2e partie : le chemin semé d’embûches vers un chocolat plus équitable
Le prix du cacao est trop bas pour les familles productrices ayant peu de terres et des rendements faibles. Nous avons un plan pour enfin changer la donne.
70 pour cent de l’offre mondiale de cacao provient d’Afrique de l’Ouest. La majeure partie de ce cacao est produite par des millions de familles productrices sur des petites parcelles et avec des rendements bas. Les producteurs et productrices de cacao avec lesquels nous travaillons au Togo exploitent ainsi en moyenne 1,5 hectare de terres et affichent des rendements d’à peine 400 kilos par hectare. Au vu des prix pratiqués actuellement pour le cacao – même dans la filière équitable – ces conditions ne permettent pas aux familles d’atteindre un revenu vital.
C’est la raison pour laquelle des organisations telles que Fairtrade International et Max Havelaar Suisse ont présenté récemment le Fairtrade Living Income Reference Price (prix de référence Fairtrade pour un revenu vital). Il s’agit d’un prix de référence qui permettrait aux familles d’agriculteurs et d’agricultrices de gagner suffisamment pour subvenir à leurs besoins.
Mais même si tous les acteurs du marché se mettaient d’accord pour payer ce prix, cela ne serait pas suffisant. En effet, ce prix de référence se base sur une surface cultivable de 4 hectares par famille et un rendement allant jusqu’à 800 kilos par hectare. Pour nos partenaires au Togo et la plupart des familles productrices en Afrique de l’Ouest, ces prérequis ne sont pas réalistes.
Selon nos calculs, il faudrait payer le cacao quasiment le double du prix du marché actuel pour pouvoir véritablement améliorer la situation pour les familles productrices. Le problème : aucun grossiste n’achèterait un cacao aussi cher.
Vous payez le prix juste mais...
En 2021, nous avons étendu le modèle gebana aux familles productrices qui nous fournissent en cacao. Cela signifie qu’elles reçoivent, en plus du prix d’achat bio et équitable, 10 pour cent de notre chiffre d’affaires généré par la vente de chocolat. En théorie, cela revient finalement à leur payer le double du prix du marché.
Pourquoi seulement en théorie ? Nous achetons chaque année plusieurs centaines de tonnes de cacao auprès de plus de 500 familles productrices certifiées bio au Togo. Mais seule une infime partie de ce cacao est transformée en chocolat, que nous vendons ensuite via notre boutique en ligne. Le reste du cacao est vendu au commerce de gros. La participation au chiffre d’affaires est tout de même reversée à l’ensemble des familles, et non seulement à un groupe sélectionné. En 2021, cette participation a ainsi représenté à peine 40 francs suisses par famille.
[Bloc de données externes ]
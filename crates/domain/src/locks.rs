//! Per-user serialization of cart mutations and checkout.

use std::collections::HashMap;
use std::sync::Arc;

use common::UserId;
use tokio::sync::{Mutex, OwnedMutexGuard};

/// Hands out one async mutex per user.
///
/// Cart mutations and checkout for the same user take the same lock, so a
/// checkout never observes a half-applied cart edit. Different users never
/// contend. Cloning shares the underlying table.
#[derive(Clone, Default)]
pub struct UserLocks {
    inner: Arc<Mutex<HashMap<UserId, Arc<Mutex<()>>>>>,
}

impl UserLocks {
    pub fn new() -> Self {
        Self::default()
    }

    /// Waits for and returns the user's lock. Released when the guard drops.
    pub async fn lock(&self, user_id: UserId) -> OwnedMutexGuard<()> {
        let entry = {
            let mut table = self.inner.lock().await;
            // Entries only the table references are idle
            table.retain(|id, lock| *id == user_id || Arc::strong_count(lock) > 1);
            table.entry(user_id).or_default().clone()
        };
        entry.lock_owned().await
    }

    /// Number of users currently tracked.
    pub async fn tracked(&self) -> usize {
        self.inner.lock().await.len()
    }
}
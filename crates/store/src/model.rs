//! Rows and write inputs persisted by the store.

use chrono::{DateTime, NaiveDate, Utc};
use common::{
    BrandId, CartId, CartItemId, CategoryId, Money, OrderId, OrderItemId, OrderStatus, OrderUuid,
    ProductId, ReviewId, UserId, WishlistId, WishlistItemId,
};
use rust_decimal::Decimal;
use serde::{Deserialize, Serialize};

/// Authorization role of a user.
#[derive(Debug, Clone, Copy, PartialEq, Eq, Hash, Serialize, Deserialize, Default)]
pub enum Role {
    #[default]
    Client,
    Admin,
}

impl Role {
    pub fn as_str(&self) -> &'static str {
        match self {
            Role::Client => "Client",
            Role::Admin => "Admin",
        }
    }

    /// Parses a stored role name. Anything other than `Admin` is a client.
    pub fn parse(s: &str) -> Self {
        if s.eq_ignore_ascii_case("admin") {
            Role::Admin
        } else {
            Role::Client
        }
    }
}

/// Postal address, used both on the user profile and as an order's shipping snapshot.
#[derive(Debug, Clone, PartialEq, Eq, Default, Serialize, Deserialize)]
#[serde(rename_all = "camelCase")]
pub struct Address {
    pub address: Option<String>,
    pub city: Option<String>,
    pub state: Option<String>,
    pub zip_code: Option<String>,
}

impl Address {
    /// Fills every field missing here from `fallback`.
    pub fn or(self, fallback: &Address) -> Address {
        Address {
            address: self.address.or_else(|| fallback.address.clone()),
            city: self.city.or_else(|| fallback.city.clone()),
            state: self.state.or_else(|| fallback.state.clone()),
            zip_code: self.zip_code.or_else(|| fallback.zip_code.clone()),
        }
    }
}

#[derive(Debug, Clone, PartialEq)]
pub struct User {
    pub id: UserId,
    pub full_name: Option<String>,
    pub email: String,
    pub phone: Option<String>,
    pub role: Role,
    pub address: Address,
    pub active: bool,
    pub created_at: DateTime<Utc>,
}

#[derive(Debug, Clone)]
pub struct NewUser {
    pub full_name: Option<String>,
    pub email: String,
    pub phone: Option<String>,
    pub role: Role,
    pub address: Address,
}

#[derive(Debug, Clone, PartialEq, Eq, Serialize)]
pub struct Category {
    pub id: CategoryId,
    pub name: String,
    pub description: Option<String>,
}

#[derive(Debug, Clone, PartialEq, Eq, Serialize)]
pub struct Brand {
    pub id: BrandId,
    pub name: String,
}

/// A catalog product. `stock_quantity` is the live sellable count.
#[derive(Debug, Clone, PartialEq)]
pub struct Product {
    pub id: ProductId,
    pub name: String,
    pub description: Option<String>,
    pub sku: Option<String>,
    pub image: Option<String>,
    pub price: Money,
    pub original_price: Option<Money>,
    pub stock_quantity: u32,
    pub weight: Option<Decimal>,
    pub active: bool,
    pub category_id: Option<CategoryId>,
    pub brand_id: Option<BrandId>,
    pub created_at: DateTime<Utc>,
    pub updated_at: DateTime<Utc>,
}

#[derive(Debug, Clone, Default)]
pub struct NewProduct {
    pub name: String,
    pub description: Option<String>,
    pub sku: Option<String>,
    pub image: Option<String>,
    pub price: Money,
    pub original_price: Option<Money>,
    pub stock_quantity: u32,
    pub weight: Option<Decimal>,
    pub category_id: Option<CategoryId>,
    pub brand_id: Option<BrandId>,
}

/// Partial product update. `None` leaves the column untouched.
#[derive(Debug, Clone, Default)]
pub struct ProductPatch {
    pub name: Option<String>,
    pub description: Option<String>,
    pub sku: Option<String>,
    pub image: Option<String>,
    pub price: Option<Money>,
    pub original_price: Option<Money>,
    pub stock_quantity: Option<u32>,
    pub weight: Option<Decimal>,
    pub active: Option<bool>,
    pub category_id: Option<CategoryId>,
    pub brand_id: Option<BrandId>,
}

impl ProductPatch {
    pub(crate) fn apply(self, product: &mut Product, now: DateTime<Utc>) {
        if let Some(name) = self.name {
            product.name = name;
        }
        if let Some(description) = self.description {
            product.description = Some(description);
        }
        if let Some(sku) = self.sku {
            product.sku = Some(sku);
        }
        if let Some(image) = self.image {
            product.image = Some(image);
        }
        if let Some(price) = self.price {
            product.price = price;
        }
        if let Some(original_price) = self.original_price {
            product.original_price = Some(original_price);
        }
        if let Some(stock) = self.stock_quantity {
            product.stock_quantity = stock;
        }
        if let Some(weight) = self.weight {
            product.weight = Some(weight);
        }
        if let Some(active) = self.active {
            product.active = active;
        }
        if let Some(category_id) = self.category_id {
            product.category_id = Some(category_id);
        }
        if let Some(brand_id) = self.brand_id {
            product.brand_id = Some(brand_id);
        }
        product.updated_at = now;
    }
}

/// Catalog listing filter.
#[derive(Debug, Clone, Default)]
pub struct ProductFilter {
    pub category_id: Option<CategoryId>,
    pub brand_id: Option<BrandId>,
    /// Case-insensitive match against name and description.
    pub search: Option<String>,
    pub include_inactive: bool,
}

impl ProductFilter {
    /// Returns true if the product passes every criterion.
    pub fn matches(&self, product: &Product) -> bool {
        if !self.include_inactive && !product.active {
            return false;
        }
        if let Some(category_id) = self.category_id
            && product.category_id != Some(category_id)
        {
            return false;
        }
        if let Some(brand_id) = self.brand_id
            && product.brand_id != Some(brand_id)
        {
            return false;
        }
        if let Some(ref term) = self.search {
            let term = term.to_lowercase();
            let in_name = product.name.to_lowercase().contains(&term);
            let in_description = product
                .description
                .as_deref()
                .is_some_and(|d| d.to_lowercase().contains(&term));
            if !in_name && !in_description {
                return false;
            }
        }
        true
    }
}

/// A user's cart with its lines.
#[derive(Debug, Clone, PartialEq)]
pub struct Cart {
    pub id: CartId,
    pub user_id: UserId,
    pub lines: Vec<CartLine>,
    pub created_at: DateTime<Utc>,
    pub updated_at: DateTime<Utc>,
}

impl Cart {
    /// Returns the line holding `product_id`, if any.
    pub fn line_for_product(&self, product_id: ProductId) -> Option<&CartLine> {
        self.lines.iter().find(|l| l.product_id == product_id)
    }

    /// Returns the line with the given id, if any.
    pub fn line(&self, item_id: CartItemId) -> Option<&CartLine> {
        self.lines.iter().find(|l| l.id == item_id)
    }
}

/// One cart line joined with the live product row.
///
/// `current_price` and `stock_available` are read at query time and change
/// whenever the product does.
#[derive(Debug, Clone, PartialEq)]
pub struct CartLine {
    pub id: CartItemId,
    pub product_id: ProductId,
    pub quantity: u32,
    pub added_at: DateTime<Utc>,
    pub product_name: String,
    pub product_image: Option<String>,
    pub current_price: Money,
    pub stock_available: u32,
}

/// An order with its frozen line snapshots.
#[derive(Debug, Clone, PartialEq)]
pub struct Order {
    pub id: OrderId,
    pub uuid: OrderUuid,
    pub user_id: Option<UserId>,
    pub status: OrderStatus,
    pub created_at: NaiveDate,
    pub order_date: NaiveDate,
    pub delivery_date: Option<NaiveDate>,
    pub total_amount: Money,
    pub shipping: Address,
    pub notes: Option<String>,
    pub lines: Vec<OrderLine>,
}

/// One purchased line. `unit_price` was frozen at checkout.
#[derive(Debug, Clone, PartialEq)]
pub struct OrderLine {
    pub id: OrderItemId,
    /// `None` once the product row has been removed.
    pub product_id: Option<ProductId>,
    pub product_name: Option<String>,
    pub product_image: Option<String>,
    pub unit_price: Money,
    pub quantity: u32,
}

impl OrderLine {
    pub fn total(&self) -> Money {
        self.unit_price.multiply(self.quantity)
    }
}

/// Everything `place_order` needs to commit a checkout.
#[derive(Debug, Clone)]
pub struct NewOrder {
    pub uuid: OrderUuid,
    pub user_id: UserId,
    /// Cart whose lines are deleted in the same unit of work.
    pub cart_id: CartId,
    pub order_date: NaiveDate,
    pub total_amount: Money,
    pub shipping: Address,
    pub notes: Option<String>,
    pub lines: Vec<NewOrderLine>,
}

#[derive(Debug, Clone)]
pub struct NewOrderLine {
    pub product_id: ProductId,
    pub unit_price: Money,
    pub quantity: u32,
}

#[derive(Debug, Clone, PartialEq)]
pub struct Review {
    pub id: ReviewId,
    pub product_id: ProductId,
    pub user_id: UserId,
    pub user_name: Option<String>,
    pub rating: u8,
    pub title: Option<String>,
    pub comment: Option<String>,
    pub created_at: DateTime<Utc>,
    pub updated_at: DateTime<Utc>,
}

#[derive(Debug, Clone)]
pub struct NewReview {
    pub product_id: ProductId,
    pub user_id: UserId,
    pub rating: u8,
    pub title: Option<String>,
    pub comment: Option<String>,
}

#[derive(Debug, Clone)]
pub struct ReviewPatch {
    pub rating: u8,
    pub title: Option<String>,
    pub comment: Option<String>,
}

#[derive(Debug, Clone, PartialEq)]
pub struct Wishlist {
    pub id: WishlistId,
    pub user_id: UserId,
    pub entries: Vec<WishlistEntry>,
}

/// A wishlisted product joined with its live catalog row.
#[derive(Debug, Clone, PartialEq)]
pub struct WishlistEntry {
    pub id: WishlistItemId,
    pub product_id: ProductId,
    pub product_name: String,
    pub product_image: Option<String>,
    pub price: Money,
    pub original_price: Option<Money>,
    pub stock_quantity: u32,
    pub added_at: DateTime<Utc>,
}

#[cfg(test)]
mod tests {
    use super::*;

    fn product(name: &str, description: Option<&str>) -> Product {
        let now = Utc::now();
        Product {
            id: ProductId::new(1),
            name: name.to_string(),
            description: description.map(String::from),
            sku: None,
            image: None,
            price: Money::from_cents(1000),
            original_price: None,
            stock_quantity: 5,
            weight: None,
            active: true,
            category_id: Some(CategoryId::new(3)),
            brand_id: None,
            created_at: now,
            updated_at: now,
        }
    }

    #[test]
    fn filter_hides_inactive_by_default() {
        let mut p = product("Kettlebell", None);
        p.active = false;
        assert!(!ProductFilter::default().matches(&p));

        let filter = ProductFilter {
            include_inactive: true,
            ..Default::default()
        };
        assert!(filter.matches(&p));
    }

    #[test]
    fn filter_search_is_case_insensitive_over_name_and_description() {
        let p = product("Kettlebell", Some("Cast iron, 16kg"));
        let by_name = ProductFilter {
            search: Some("KETTLE".to_string()),
            ..Default::default()
        };
        let by_description = ProductFilter {
            search: Some("cast iron".to_string()),
            ..Default::default()
        };
        let miss = ProductFilter {
            search: Some("yoga".to_string()),
            ..Default::default()
        };
        assert!(by_name.matches(&p));
        assert!(by_description.matches(&p));
        assert!(!miss.matches(&p));
    }

    #[test]
    fn filter_by_category() {
        let p = product("Mat", None);
        let same = ProductFilter {
            category_id: Some(CategoryId::new(3)),
            ..Default::default()
        };
        let other = ProductFilter {
            category_id: Some(CategoryId::new(4)),
            ..Default::default()
        };
        assert!(same.matches(&p));
        assert!(!other.matches(&p));
    }

    #[test]
    fn patch_only_touches_given_fields() {
        let mut p = product("Mat", None);
        let before = p.clone();
        ProductPatch {
            price: Some(Money::from_cents(1500)),
            ..Default::default()
        }
        .apply(&mut p, Utc::now());
        assert_eq!(p.price, Money::from_cents(1500));
        assert_eq!(p.name, before.name);
        assert_eq!(p.stock_quantity, before.stock_quantity);
    }

    #[test]
    fn address_fallback_fills_only_missing_fields() {
        let profile = Address {
            address: Some("1 Main St".to_string()),
            city: Some("Springfield".to_string()),
            state: Some("IL".to_string()),
            zip_code: Some("62701".to_string()),
        };
        let requested = Address {
            city: Some("Shelbyville".to_string()),
            ..Default::default()
        };
        let merged = requested.or(&profile);
        assert_eq!(merged.city.as_deref(), Some("Shelbyville"));
        assert_eq!(merged.address.as_deref(), Some("1 Main St"));
        assert_eq!(merged.zip_code.as_deref(), Some("62701"));
    }

    #[test]
    fn role_parse_defaults_to_client() {
        assert_eq!(Role::parse("Admin"), Role::Admin);
        assert_eq!(Role::parse("admin"), Role::Admin);
        assert_eq!(Role::parse("Client"), Role::Client);
        assert_eq!(Role::parse(""), Role::Client);
    }
}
À titre de comparaison : le salaire minimum au Togo s’élève actuellement à 56 francs suisses par mois. Le modèle gebana n’a donc ici guère plus d’effet qu’une goutte d’eau dans l’océan.
Nous sommes dépendants du commerce de gros
Pour que le modèle gebana puisse vraiment faire une différence au Togo, nous devons donc vendre beaucoup plus de chocolat. Ou impliquer le commerce de gros. C’est pourquoi nous avons rencontré, en janvier, nos clients grossistes et leur avons expliqué que nos prix bio et équitables n’étaient pas suffisants. Pas pour les familles productrices togolaises avec leurs exploitations de 1,5 hectare et leur rendement de 400 kilos par hectare. Nous avons donc demandé à notre clientèle issue du commerce de gros de payer progressivement des prix plus élevés. Nous reverserons chaque centime de cette augmentation de prix aux familles d’agricultrices et d’agriculteurs.
Ensemble, nous voulons mettre un coup de projecteur sur les dysfonctionnements de la filière du cacao et atteindre un prix permettant aux familles d’obtenir un revenu vital, même pour les exploitations de petite taille et à faibles rendements. Si nous parvenons à convaincre d’autres acteurs du marché de se rallier à notre démarche, nous ferons œuvre de pionnier. Une évolution qui pourrait changer la vie de centaines de familles productrices et peut-être, un jour, faire figure de référence.